Translating Resistance, Smuggling Utopia
Towards a European Pavilion in Marseille

Dans le cadre de l'initiative du European Pavilion, Camargo invite l'historienne franco-tunisienne Leyla Dakhli à mener un processus collectif intitulé Translating Resistance, Smuggling Utopia. Composé de chercheurs, de traducteurs, d'artistes et de militants, le collectif partagera, lira, discutera et comparera des textes, des archives et des idées pour retracer certaines trajectoires de résistance et de pensée utopique en Europe du Sud et en Méditerranée.

En décembre 2021, Leyla Dakhli est venue à Camargo pour une résidence de 5 jours à Cassis. En tant que commissaire de ce programme, elle a invité à la joindre, la philosophe Elsa Dorlin et Caroline Meyer Picard. Ensemble, elles ont entamé une première discussion sur les angles, questions, matériaux et formes possibles qu'elles souhaitent explorer tout au long de ce processus.
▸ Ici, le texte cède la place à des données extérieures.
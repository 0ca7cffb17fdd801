//! Per-channel note and pitch-bend state

use super::chord::sort_pitches;
use crate::smf::events::{controller, PERCUSSION_CHANNEL};

/// Number of MIDI channels
pub const CHANNEL_COUNT: usize = 16;

/// State of one MIDI channel
#[derive(Debug, Clone)]
pub struct ChannelState {
    /// Currently sounding keys, no duplicates
    pub held: Vec<u8>,
    /// Semitone offset from the last pitch bend
    pub bend_offset: f64,
    /// Pitch-bend range in semitones
    pub bend_range: u8,
    /// Last registered parameter number halves (controllers 101/100)
    pub rpn_msb: u8,
    pub rpn_lsb: u8,
}

impl Default for ChannelState {
    fn default() -> Self {
        Self {
            held: Vec::new(),
            bend_offset: 0.0,
            bend_range: 1,
            rpn_msb: 0,
            rpn_lsb: 0,
        }
    }
}

impl ChannelState {
    pub fn note_on(&mut self, key: u8) {
        if !self.held.contains(&key) {
            self.held.push(key);
        }
    }

    pub fn note_off(&mut self, key: u8) {
        self.held.retain(|&k| k != key);
    }

    /// Track the controllers that set the pitch-bend range; others are ignored
    pub fn controller(&mut self, number: u8, value: u8) {
        match number {
            controller::RPN_LSB => self.rpn_lsb = value,
            controller::RPN_MSB => self.rpn_msb = value,
            controller::DATA_ENTRY if self.rpn_msb == 0 && self.rpn_lsb == 0 => {
                self.bend_range = value;
            }
            _ => {}
        }
    }

    /// Apply a pitch bend.
    ///
    /// Only the most significant 7 bits are used, so the offset moves in
    /// steps of range/64 semitones.
    pub fn pitch_bend(&mut self, msb: u8) {
        self.bend_offset = (msb as f64 - 64.0) * self.bend_range as f64 / 64.0;
    }
}

/// All sixteen channels of one file
#[derive(Debug, Clone)]
pub struct Channels {
    channels: [ChannelState; CHANNEL_COUNT],
}

impl Channels {
    pub fn new() -> Self {
        Self {
            channels: std::array::from_fn(|_| ChannelState::default()),
        }
    }

    pub fn get_mut(&mut self, channel: u8) -> &mut ChannelState {
        &mut self.channels[channel as usize & 0x0F]
    }

    /// Start a note; the percussion channel never sounds
    pub fn note_on(&mut self, channel: u8, key: u8) {
        if channel != PERCUSSION_CHANNEL {
            self.get_mut(channel).note_on(key);
        }
    }

    pub fn note_off(&mut self, channel: u8, key: u8) {
        self.get_mut(channel).note_off(key);
    }

    /// Release every held note, keeping bend state
    pub fn release_all(&mut self) {
        for channel in &mut self.channels {
            channel.held.clear();
        }
    }

    /// Union of all held pitches, each displaced by its channel's bend
    pub fn sounding(&self) -> Vec<f64> {
        let mut pitches: Vec<f64> = self
            .channels
            .iter()
            .flat_map(|c| c.held.iter().map(move |&k| k as f64 + c.bend_offset))
            .collect();
        sort_pitches(&mut pitches);
        pitches
    }
}

impl Default for Channels {
    fn default() -> Self {
        Self::new()
    }
}
//! Command manager - scoped keyboard dispatch.
//!
//! This module provides:
//! - `CommandManager` - owns the command registry and the scope stack
//! - `CommandsScope` - handlers for the active UI context
//! - `ScopeGuard` - removes its scope when disposed or dropped
//! - Event source traits and in-process implementations
//!
//! # Dispatch
//!
//! Every key press is resolved against the top scope only. A scope pushed
//! later fully shadows the scopes below it, and a key the top scope does not
//! handle is ignored rather than passed down.
//!
//! ```
//! use global_commands::commands::{CommandGroup, CommandSpec};
//! use global_commands::manager::{CommandManager, CommandsScope};
//!
//! let sales = CommandGroup::new(
//!     "sales",
//!     [("open_drawer", CommandSpec::new("Open cash drawer").key("ctrl+g"))],
//! );
//! let manager = CommandManager::new(vec![sales]).unwrap();
//!
//! assert!(!manager.keybind_pressed("ctrl+g"));
//! let guard = manager.use_scope(CommandsScope::new().on("open_drawer", || {}));
//! assert!(manager.keybind_pressed("ctrl+g"));
//! guard.dispose();
//! assert!(!manager.keybind_pressed("ctrl+g"));
//! ```

mod scope;
mod source;


use std::collections::HashMap;
use std::fmt;
use std::sync::{Arc, OnceLock, Weak};

use parking_lot::Mutex;
use tracing::{debug, info, warn};

use crate::commands::{ensure_unique_codes, CommandGroup, CommandRegistry};
use crate::config::ManagerConfig;
use crate::error::{CommandError, Result};
use crate::keys::{is_canonical, normalize, KeyboardEvent};

pub use scope::{CommandsScope, Handler, ScopeId};
pub use source::{
    Container, ContainerResolver, KeyEventBus, KeyEventSource, KeyListener, ListenerId,
    SourceRegistry,
};

use scope::ScopeStack;

/// Listener currently installed on a container.
struct Attachment {
    source: Arc<dyn KeyEventSource>,
    id: ListenerId,
}

#[derive(Default)]
struct ManagerState {
    scopes: ScopeStack,
    container: Option<Arc<dyn KeyEventSource>>,
    attached: Option<Attachment>,
    resolver: Option<Arc<dyn ContainerResolver>>,
}

struct Shared {
    groups: Vec<CommandGroup>,
    config: ManagerConfig,
    registry: OnceLock<CommandRegistry>,
    state: Mutex<ManagerState>,
}

/// Routes key presses to the handlers of the most recently pushed scope.
///
/// Cloning is cheap and every clone drives the same scopes. The internal
/// lock is never held while a handler or an event source runs, so handlers
/// may push or dispose scopes themselves.
#[derive(Clone)]
pub struct CommandManager {
    shared: Arc<Shared>,
}

impl CommandManager {
    /// Create a manager over `groups` with the default configuration.
    ///
    /// Fails with `DuplicateCode` if two groups define the same code.
    pub fn new(groups: Vec<CommandGroup>) -> Result<Self> {
        Self::with_config(groups, ManagerConfig::default())
    }

    pub fn with_config(groups: Vec<CommandGroup>, config: ManagerConfig) -> Result<Self> {
        ensure_unique_codes(&groups)?;

        Ok(Self {
            shared: Arc::new(Shared {
                groups,
                config,
                registry: OnceLock::new(),
                state: Mutex::new(ManagerState::default()),
            }),
        })
    }

    /// Install the resolver used for `Container::Selector`.
    pub fn with_resolver(self, resolver: Arc<dyn ContainerResolver>) -> Self {
        self.shared.state.lock().resolver = Some(resolver);
        self
    }

    pub fn config(&self) -> &ManagerConfig {
        &self.shared.config
    }

    /// All registered commands, flattened across groups.
    ///
    /// Built on first access and returned as the same registry afterwards.
    pub fn commands(&self) -> &CommandRegistry {
        self.shared.registry.get_or_init(|| {
            CommandRegistry::build(&self.shared.groups, self.shared.config.warn_on_key_override)
        })
    }

    /// Canonical key token -> command code.
    pub fn keybinds(&self) -> &HashMap<String, String> {
        self.commands().keybinds()
    }

    /// The scope that currently receives dispatch.
    pub fn scope(&self) -> Option<CommandsScope> {
        self.shared
            .state
            .lock()
            .scopes
            .top()
            .map(|(_, scope)| scope.clone())
    }

    pub fn scope_depth(&self) -> usize {
        self.shared.state.lock().scopes.len()
    }

    /// Whether a listener is currently installed on the container.
    pub fn is_listening(&self) -> bool {
        self.shared.state.lock().attached.is_some()
    }

    /// Set where key events come from.
    ///
    /// Selectors are resolved through the configured `ContainerResolver`. If
    /// scopes are active the listener moves to the new container right away,
    /// otherwise it is installed by the next `use_scope`.
    pub fn set_container(&self, container: impl Into<Container>) -> Result<()> {
        let source = match container.into() {
            Container::Source(source) => source,
            Container::Selector(selector) => {
                let resolver = self.shared.state.lock().resolver.clone();
                let resolver = resolver.ok_or_else(|| {
                    CommandError::InvalidContainer(format!(
                        "no resolver configured for selector '{}'",
                        selector
                    ))
                })?;
                resolver.query_selector(&selector).ok_or_else(|| {
                    CommandError::InvalidContainer(format!(
                        "selector '{}' did not match an event source",
                        selector
                    ))
                })?
            }
        };

        let (previous, active) = {
            let mut state = self.shared.state.lock();
            state.container = Some(source);
            (state.attached.take(), !state.scopes.is_empty())
        };

        self.release(previous);
        if active {
            self.attach();
        }
        Ok(())
    }

    /// Push `scope` on top of the stack.
    ///
    /// The returned guard removes exactly this scope, wherever it sits by
    /// then, when disposed or dropped.
    #[must_use = "dropping the guard removes the scope immediately"]
    pub fn use_scope(&self, scope: CommandsScope) -> ScopeGuard {
        let registry = self.commands();

        if self.shared.config.warn_on_unknown_scope_codes {
            let mut unknown: Vec<&str> = scope
                .codes()
                .filter(|code| registry.get(code).is_none())
                .collect();
            if !unknown.is_empty() {
                unknown.sort_unstable();
                warn!(
                    event_type = "scope_unknown_codes",
                    codes = ?unknown,
                    "Scope has handlers for unregistered commands"
                );
            }
        }

        let id = self.shared.state.lock().scopes.push(scope);
        debug!(event_type = "scope_pushed", scope_id = %id, "Scope pushed");
        self.attach();

        ScopeGuard {
            id,
            shared: Arc::downgrade(&self.shared),
        }
    }

    /// Dispatch a pre-normalized key token such as `"ctrl+g"`.
    ///
    /// Returns true if a handler ran. Tokens that are not canonical never
    /// match.
    pub fn keybind_pressed(&self, token: &str) -> bool {
        if self.scope_depth() == 0 {
            return false;
        }
        if !is_canonical(token) {
            debug!(event_type = "dispatch_miss", key = token, "Key token is not canonical");
            return false;
        }

        match self.resolve_handler(token) {
            Some(handler) => {
                handler();
                true
            }
            None => false,
        }
    }

    /// Dispatch a raw key event.
    ///
    /// When a handler runs, the event's default behavior is suppressed first
    /// (unless disabled in the configuration).
    pub fn key_event_pressed<E: KeyboardEvent + ?Sized>(&self, event: &mut E) -> bool {
        if self.scope_depth() == 0 {
            return false;
        }

        let token = normalize(event);
        let Some(handler) = self.resolve_handler(&token) else {
            return false;
        };

        if self.shared.config.prevent_default {
            event.prevent_default();
        }
        handler();
        true
    }

    fn resolve_handler(&self, token: &str) -> Option<Handler> {
        let Some(code) = self.commands().code_for_key(token) else {
            debug!(event_type = "dispatch_miss", key = token, "Key is not bound");
            return None;
        };

        let state = self.shared.state.lock();
        let (scope_id, scope) = state.scopes.top()?;
        match scope.handler(code) {
            Some(handler) => {
                debug!(
                    event_type = "dispatch",
                    key = token,
                    code = code,
                    scope_id = %scope_id,
                    "Dispatching command"
                );
                Some(handler.clone())
            }
            None => {
                debug!(
                    event_type = "dispatch_miss",
                    key = token,
                    code = code,
                    scope_id = %scope_id,
                    "Active scope has no handler"
                );
                None
            }
        }
    }

    /// Install the listener if scopes are active, a container is set, and
    /// nothing is attached yet.
    fn attach(&self) {
        let source = {
            let state = self.shared.state.lock();
            if state.attached.is_some() || state.scopes.is_empty() {
                return;
            }
            match &state.container {
                Some(source) => source.clone(),
                None => return,
            }
        };

        let weak = Arc::downgrade(&self.shared);
        let listener: KeyListener = Arc::new(move |event: &mut dyn KeyboardEvent| {
            if let Some(shared) = weak.upgrade() {
                CommandManager { shared }.key_event_pressed(event);
            }
        });
        let event_name = &self.shared.config.event_name;
        let id = source.add_listener(event_name, listener);

        let stale = {
            let mut state = self.shared.state.lock();
            let still_wanted = state.attached.is_none()
                && !state.scopes.is_empty()
                && state
                    .container
                    .as_ref()
                    .is_some_and(|current| Arc::ptr_eq(current, &source));
            if still_wanted {
                state.attached = Some(Attachment {
                    source: source.clone(),
                    id,
                });
                None
            } else {
                Some(Attachment { source, id })
            }
        };

        match stale {
            Some(attachment) => self.release(Some(attachment)),
            None => info!(
                event_type = "listener_attached",
                event_name = %event_name,
                "Key listener attached"
            ),
        }
    }

    fn release(&self, attachment: Option<Attachment>) {
        if let Some(Attachment { source, id }) = attachment {
            source.remove_listener(&self.shared.config.event_name, id);
            info!(
                event_type = "listener_detached",
                event_name = %self.shared.config.event_name,
                "Key listener detached"
            );
        }
    }
}

impl Drop for Shared {
    fn drop(&mut self) {
        if let Some(Attachment { source, id }) = self.state.get_mut().attached.take() {
            source.remove_listener(&self.config.event_name, id);
            info!(
                event_type = "listener_detached",
                event_name = %self.config.event_name,
                "Key listener detached on manager drop"
            );
        }
    }
}

impl fmt::Debug for CommandManager {
    fn fmt(&self, f: &mut fmt::Formatter<'_>) -> fmt::Result {
        let state = self.shared.state.lock();
        f.debug_struct("CommandManager")
            .field("groups", &self.shared.groups.len())
            .field("scopes", &state.scopes.len())
            .field("listening", &state.attached.is_some())
            .finish()
    }
}

/// Keeps a scope on the manager's stack until disposed or dropped.
#[must_use = "dropping the guard removes the scope immediately"]
pub struct ScopeGuard {
    id: ScopeId,
    shared: Weak<Shared>,
}

impl ScopeGuard {
    pub fn id(&self) -> ScopeId {
        self.id
    }

    /// Remove the scope. Calling this more than once is a no-op.
    pub fn dispose(&self) {
        let Some(shared) = self.shared.upgrade() else {
            return;
        };

        let released = {
            let mut state = shared.state.lock();
            if !state.scopes.remove(self.id) {
                return;
            }
            if state.scopes.is_empty() {
                state.attached.take()
            } else {
                None
            }
        };

        debug!(event_type = "scope_disposed", scope_id = %self.id, "Scope disposed");
        CommandManager { shared }.release(released);
    }
}

impl Drop for ScopeGuard {
    fn drop(&mut self) {
        self.dispose();
    }
}

impl fmt::Debug for ScopeGuard {
    fn fmt(&self, f: &mut fmt::Formatter<'_>) -> fmt::Result {
        f.debug_struct("ScopeGuard").field("id", &self.id).finish()
    }
}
En février, le trio revient à Camargo pour poursuivre sa lecture et sa traduction de textes politiques et poétiques remettant en question le concept même de frontière. Au cours de cette étape, quelques fils seront tirés d'un enchevêtrement de mots, d'images, de sons et d'idées, pour être tissés dans des directions plus tangibles. Une bibliographie des textes à traduire commencera à prendre forme. Elle pourra inclure des fragments de manifestes, de la poésie, de la fiction spéculative, des écrits ethnographiques et de la littérature scientifique. 
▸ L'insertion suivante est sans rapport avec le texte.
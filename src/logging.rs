//! Structured JSONL logging plus human-readable stderr output.
//!
//! The library itself only emits `tracing` events. Hosts that have no
//! subscriber of their own can call `init` (or `init_with_dir`) once at
//! startup:
//!
//! ```rust,ignore
//! // Keep the guard alive for the duration of the program
//! let _guard = global_commands::logging::init()?;
//! ```
//!
//! # JSONL Output Format
//!
//! ```json
//! {"timestamp":"2026-01-05T10:30:45.123Z","level":"DEBUG","target":"global_commands::manager","fields":{"event_type":"dispatch","key":"ctrl+g","code":"open_drawer","scope_id":"scope#0","message":"Dispatching command"}}
//! ```

use std::fs::{self, OpenOptions};
use std::path::{Path, PathBuf};

use anyhow::Context;
use tracing_appender::non_blocking::WorkerGuard;
use tracing_subscriber::fmt::format::FmtSpan;
use tracing_subscriber::layer::SubscriberExt;
use tracing_subscriber::util::SubscriberInitExt;
use tracing_subscriber::{fmt, EnvFilter};

/// File name of the JSONL log inside the log directory
pub const LOG_FILE_NAME: &str = "global-commands.jsonl";

/// Guard that must be kept alive for the duration of the program.
/// Dropping this guard will flush and close the log file.
pub struct LoggingGuard {
    log_path: PathBuf,
    _file_guard: WorkerGuard,
}

impl LoggingGuard {
    pub fn log_path(&self) -> &Path {
        &self.log_path
    }
}

/// Initialize logging into the default log directory.
pub fn init() -> anyhow::Result<LoggingGuard> {
    init_with_dir(&default_log_dir())
}

/// Initialize the dual-output logging system, writing JSONL into `log_dir`.
///
/// Fails if the directory or file cannot be created, or if a global
/// subscriber is already installed.
pub fn init_with_dir(log_dir: &Path) -> anyhow::Result<LoggingGuard> {
    fs::create_dir_all(log_dir)
        .with_context(|| format!("failed to create log directory {}", log_dir.display()))?;

    let log_path = log_dir.join(LOG_FILE_NAME);
    let file = OpenOptions::new()
        .create(true)
        .append(true)
        .open(&log_path)
        .with_context(|| format!("failed to open log file {}", log_path.display()))?;

    let (non_blocking_file, file_guard) = tracing_appender::non_blocking(file);

    // Default to info, allow override via RUST_LOG
    let env_filter = EnvFilter::try_from_default_env().unwrap_or_else(|_| EnvFilter::new("info"));

    let json_layer = fmt::layer()
        .json()
        .with_writer(non_blocking_file)
        .with_timer(fmt::time::UtcTime::rfc_3339())
        .with_target(true)
        .with_level(true)
        .with_thread_ids(false)
        .with_thread_names(false)
        .with_file(false)
        .with_line_number(false)
        .with_span_events(FmtSpan::NONE);

    let pretty_layer = fmt::layer()
        .with_writer(std::io::stderr)
        .with_ansi(true)
        .with_target(true)
        .with_level(true)
        .with_thread_ids(false)
        .compact();

    tracing_subscriber::registry()
        .with(env_filter)
        .with(json_layer)
        .with(pretty_layer)
        .try_init()
        .context("a global tracing subscriber is already installed")?;

    tracing::info!(
        event_type = "logging_initialized",
        log_path = %log_path.display(),
        "Command logging initialized"
    );

    Ok(LoggingGuard {
        log_path,
        _file_guard: file_guard,
    })
}

/// `<data dir>/global-commands/logs`, falling back to the temp dir.
pub fn default_log_dir() -> PathBuf {
    dirs::data_local_dir()
        .map(|d| d.join("global-commands").join("logs"))
        .unwrap_or_else(|| std::env::temp_dir().join("global-commands-logs"))
}

#[cfg(test)]
mod tests {
    use super::*;
    use tempfile::tempdir;

    #[test]
    fn init_writes_jsonl_and_rejects_second_init() {
        let dir = tempdir().unwrap();
        let guard = init_with_dir(dir.path()).unwrap();
        let log_path = guard.log_path().to_path_buf();
        assert_eq!(log_path, dir.path().join(LOG_FILE_NAME));

        assert!(init_with_dir(dir.path()).is_err());

        tracing::warn!(event_type = "test_event", "hello from test");
        drop(guard);

        let contents = fs::read_to_string(&log_path).unwrap();
        let line = contents
            .lines()
            .find(|l| l.contains("hello from test"))
            .expect("test event should be logged");
        let value: serde_json::Value = serde_json::from_str(line).unwrap();
        assert_eq!(value["level"], "WARN");
        assert_eq!(value["fields"]["event_type"], "test_event");
    }

    #[test]
    fn default_log_dir_ends_with_logs() {
        let dir = default_log_dir();
        assert!(dir.ends_with("logs") || dir.ends_with("global-commands-logs"));
    }
}
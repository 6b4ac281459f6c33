use serde::{Deserialize, Serialize};

/// What a caller writes for one command before it joins a group.
///
/// The code is the mapping key the spec is registered under, and the group
/// label comes from the owning `CommandGroup`.
#[derive(Clone, Debug, Default, PartialEq, Eq, Serialize, Deserialize)]
#[serde(deny_unknown_fields)]
pub struct CommandSpec {
    /// Text shown to the user, e.g. "Open cash drawer"
    pub description: String,
    /// Canonical key token, e.g. "ctrl+g"
    #[serde(default, skip_serializing_if = "Option::is_none")]
    pub key: Option<String>,
    /// Disabled commands are listed but never dispatched
    #[serde(default, skip_serializing_if = "std::ops::Not::not")]
    pub disabled: bool,
}

impl CommandSpec {
    pub fn new(description: impl Into<String>) -> Self {
        Self {
            description: description.into(),
            key: None,
            disabled: false,
        }
    }

    pub fn key(mut self, key: impl Into<String>) -> Self {
        self.key = Some(key.into());
        self
    }

    pub fn disabled(mut self) -> Self {
        self.disabled = true;
        self
    }
}

/// A registered command with its code and group stamped.
#[derive(Clone, Debug, PartialEq, Eq, Serialize, Deserialize)]
pub struct Command {
    pub code: String,
    pub description: String,
    #[serde(default, skip_serializing_if = "Option::is_none")]
    pub key: Option<String>,
    pub group: String,
    #[serde(default)]
    pub disabled: bool,
}

impl Command {
    pub(crate) fn from_spec(code: String, group: &str, spec: CommandSpec) -> Self {
        Self {
            code,
            description: spec.description,
            key: spec.key,
            group: group.to_string(),
            disabled: spec.disabled,
        }
    }
}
  • Le pavillon pirate de nos résistances +

    Note d'intention suivant la première étape de réflection par Leyla Dakhli, Elsa Dorlin & Caroline Meyer Picard. 

    Par-delà les discours lénifiants sur la Méditerranée, mer du milieu des terres, mare nostrum perdu et à retrouver, le pavillon des résistances établit un espace de refuge pour porter des voix, des émotions, des sentiments. Il travaille la notion même de résistance comme on travaille une matière pour lui donner la capacité d’accueillir en elle tout à la fois de la fragilité, de la tendresse, de la puissance et de la force. Comme une voile faite d’un tissage subtil qui se tend et devient rigide et puissante, le pavillon se déploie et de déroule dans une multitude de sens.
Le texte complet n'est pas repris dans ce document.